Ja. Ich habe das akzeptiert. Sie hat immer geschildert, dass sie im KZ noch sehr viel Hoffnung hatte. Sie hat erst später erfahren, dass ihre Eltern tot waren. Sie hat immer gesagt: Ich war ein Kind, ich habe alles so genommen, wie es eben kam.

Wie war Ihr Verhältnis?

Als Kind war ich ein Muttersöhnchen. Wenn wir zum Spielplatz gingen, saß ich immer neben ihr und schaute den anderen Kindern zu. Als 1994 mein Debütroman „Blauer Montag“ herauskam, war sie etwas böse auf mich und es gab eine Zeit, in der unser Verhältnis schwierig wurde. Trotzdem rief ich sie jeden Tag an, seit ich in Amerika lebte.

Jeden Tag?

Ja. Als sie krank wurde, konnten es auch drei Anrufe am Tag sein. Ich habe sie oft zu Ärzten begleitet. Einmal sagte sie zu mir: Du bist wie ein Vater für mich. So eine Rolle ist nie leicht: Zugleich bleibt man Kind und übernimmt doch Verantwortung.

Vieles davon ist in Ihren Roman eingeflossen.

Ja, meine Mutter war eine große Inspiration. Als sie krank wurde, wollte sie unbedingt zu Hause bleiben. Im Roman gibt es zwei Pflegerinnen aus Nepal, in der Realität kamen sie von den Philippinen. Plötzlich war sie nicht mehr allein im Haus, das war seltsam für sie. Trotzdem war ich so oft wie möglich in Amsterdam Allerdings gab es einmal Streit: Da hatte ich eine Lesung und sagte, ich bin gegen elf zu Hause. Dann wurde es halb eins. Und sie ist wach geblieben und hat geschimpft. Plötzlich war ich wieder der pubertäre Sohn, der sich herumtreibt...

Sie haben einmal geschrieben, Ihre Mutter habe Ihr ganzes Werk beeinflusst.

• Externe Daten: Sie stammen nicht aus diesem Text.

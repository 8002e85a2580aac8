//! Row types returned by the backing store.
//!
//! Field names follow the store's column names. Shapes that vary between
//! rows (rarity as number or string, attributes as array or encoded text)
//! are accepted here and normalized later.

use crate::utils::error::StoreError;
use chrono::{DateTime, NaiveDateTime, Utc};
use serde::{Deserialize, Deserializer, Serialize};

/// One row of the traits table
#[derive(Debug, Clone, PartialEq, Serialize, Deserialize)]
pub struct TraitRow {
    /// Raw category label, possibly a legacy name
    pub category: String,

    /// Trait value text
    pub value: String,

    /// Number of heroes carrying this value
    #[serde(default)]
    pub count: u64,

    /// Precomputed rarity percentage in [0, 100]
    #[serde(deserialize_with = "deserialize_rarity")]
    pub rarity: f64,
}

impl TraitRow {
    pub fn new(category: impl Into<String>, value: impl Into<String>, count: u64, rarity: f64) -> Self {
        Self {
            category: category.into(),
            value: value.into(),
            count,
            rarity,
        }
    }
}

/// One row of the heroes table, as stored
///
/// `attributes` stays untyped: it arrives either as a JSON array or as a
/// JSON array serialized into a string.
#[derive(Debug, Clone, Serialize, Deserialize)]
pub struct RawHeroRecord {
    pub id: u64,

    #[serde(default)]
    pub name: Option<String>,

    #[serde(default)]
    pub image_url: Option<String>,

    #[serde(default)]
    pub attributes: serde_json::Value,

    #[serde(default)]
    pub rarity_score: Option<f64>,

    #[serde(default)]
    pub rarity_rank: Option<u64>,

    #[serde(default, skip_serializing_if = "Option::is_none")]
    pub created_at: Option<String>,
}

/// Projection used by the "last updated" query
#[derive(Debug, Deserialize)]
pub struct LatestHero {
    pub created_at: String,
}

/// Offline copy of both tables
#[derive(Debug, Clone, Default, Serialize, Deserialize)]
pub struct Snapshot {
    #[serde(default)]
    pub traits: Vec<TraitRow>,

    #[serde(default)]
    pub heroes: Vec<RawHeroRecord>,
}

/// Accept rarity as a JSON number or a numeric string
fn deserialize_rarity<'de, D>(deserializer: D) -> Result<f64, D::Error>
where
    D: Deserializer<'de>,
{
    let value = serde_json::Value::deserialize(deserializer)?;
    parse_json_f64(&value).map_err(serde::de::Error::custom)
}

/// Helper to read an f64 from a JSON number or string
fn parse_json_f64(value: &serde_json::Value) -> Result<f64, String> {
    if let Some(n) = value.as_f64() {
        Ok(n)
    } else if let Some(s) = value.as_str() {
        s.trim()
            .trim_end_matches('%')
            .parse::<f64>()
            .map_err(|e| format!("Invalid rarity value '{}': {}", s, e))
    } else {
        Err(format!("Expected number or string for rarity, found {}", value))
    }
}

/// Parse a `created_at` column value
///
/// Accepts RFC 3339 timestamps and offset-less timestamps, which are taken as UTC.
pub fn parse_created_at(raw: &str) -> Result<DateTime<Utc>, StoreError> {
    if let Ok(ts) = DateTime::parse_from_rfc3339(raw) {
        return Ok(ts.with_timezone(&Utc));
    }

    ["%Y-%m-%dT%H:%M:%S%.f", "%Y-%m-%d %H:%M:%S%.f"]
        .iter()
        .find_map(|fmt| NaiveDateTime::parse_from_str(raw, fmt).ok())
        .map(|naive| naive.and_utc())
        .ok_or_else(|| StoreError::InvalidResponse(format!("Invalid created_at timestamp: {}", raw)))
}
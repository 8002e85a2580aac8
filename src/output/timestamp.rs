//! "Last updated" rendering in US Eastern time.
//!
//! Eastern offset follows the US daylight saving rule in force since 2007:
//! EDT (UTC-4) from the second Sunday of March 02:00 EST until the first
//! Sunday of November 02:00 EDT, EST (UTC-5) otherwise.

use chrono::{DateTime, Datelike, Duration, FixedOffset, NaiveDate, Offset, Utc};

const EST_OFFSET_SECS: i32 = 5 * 3600;
const EDT_OFFSET_SECS: i32 = 4 * 3600;

/// Format a store timestamp as `MM/DD/YYYY, hh:mm AM` Eastern time
///
/// Only instants from 2007 on are supported. Earlier instants are formatted
/// with the 2007 rule, so dates near the old April/October switchovers come
/// out an hour off.
pub fn format_last_updated(timestamp: &DateTime<Utc>) -> String {
    timestamp
        .with_timezone(&eastern_offset(timestamp))
        .format("%m/%d/%Y, %I:%M %p")
        .to_string()
}

/// Eastern UTC offset in effect at `instant`
pub fn eastern_offset(instant: &DateTime<Utc>) -> FixedOffset {
    let year = instant.year();

    let in_dst = match (dst_start(year), dst_end(year)) {
        (Some(start), Some(end)) => *instant >= start && *instant < end,
        _ => false,
    };

    let secs = if in_dst { EDT_OFFSET_SECS } else { EST_OFFSET_SECS };
    FixedOffset::west_opt(secs).unwrap_or_else(|| Utc.fix())
}

/// Second Sunday of March, 02:00 EST
fn dst_start(year: i32) -> Option<DateTime<Utc>> {
    Some(nth_sunday(year, 3, 2)?.and_hms_opt(7, 0, 0)?.and_utc())
}

/// First Sunday of November, 02:00 EDT
fn dst_end(year: i32) -> Option<DateTime<Utc>> {
    Some(nth_sunday(year, 11, 1)?.and_hms_opt(6, 0, 0)?.and_utc())
}

fn nth_sunday(year: i32, month: u32, n: i64) -> Option<NaiveDate> {
    let first = NaiveDate::from_ymd_opt(year, month, 1)?;
    let to_sunday = (7 - i64::from(first.weekday().num_days_from_sunday())) % 7;
    first.checked_add_signed(Duration::days(to_sunday + 7 * (n - 1)))
}
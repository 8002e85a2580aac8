//! Hero lookup and per-trait rarity resolution.
//!
//! This module handles:
//! - Validating hero ids and fetching one hero record
//! - Normalizing attribute payloads at ingestion
//! - Joining attributes against the trait catalog and tiering the result
//! - Lookup session state (active hero, overlay, loading, error)

pub mod hero;
pub mod rarity;
pub mod session;

// Re-export main types
pub use hero::{fetch_hero, normalize_attributes, parse_hero_id, AttributeValue, HeroAttribute, HeroRecord};
pub use rarity::{assess_hero, resolve_rarity, AttributeRarity, RarityTier, ResolvedRarity};
pub use session::LookupSession;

Ich habe sie meine Muse genannt, das war nur ein halber Witz. Sie war so eigenartig für mich, eine völlig Fremde und zugleich meine Mutter. Als Teenager war das oft ein Problem, aber auch ein Problem kann eine Inspiration sein. Als ich die ersten Preise bekam, dachte ich: Jetzt wird meine Mutter sicher stolz sein.

Und?

Naja, sie hat es nie gezeigt. Ihr Prinzip war, die Kinder immer weiter anzuspornen. Das hat mich auch diszipliniert. Einmal hat sie im Interview gesagt: Naja, Literatur ist nicht so mein Ding – das Wichtigste für mich ist, dass mein Sohn ein nettes Mädchen findet und bald heiratet.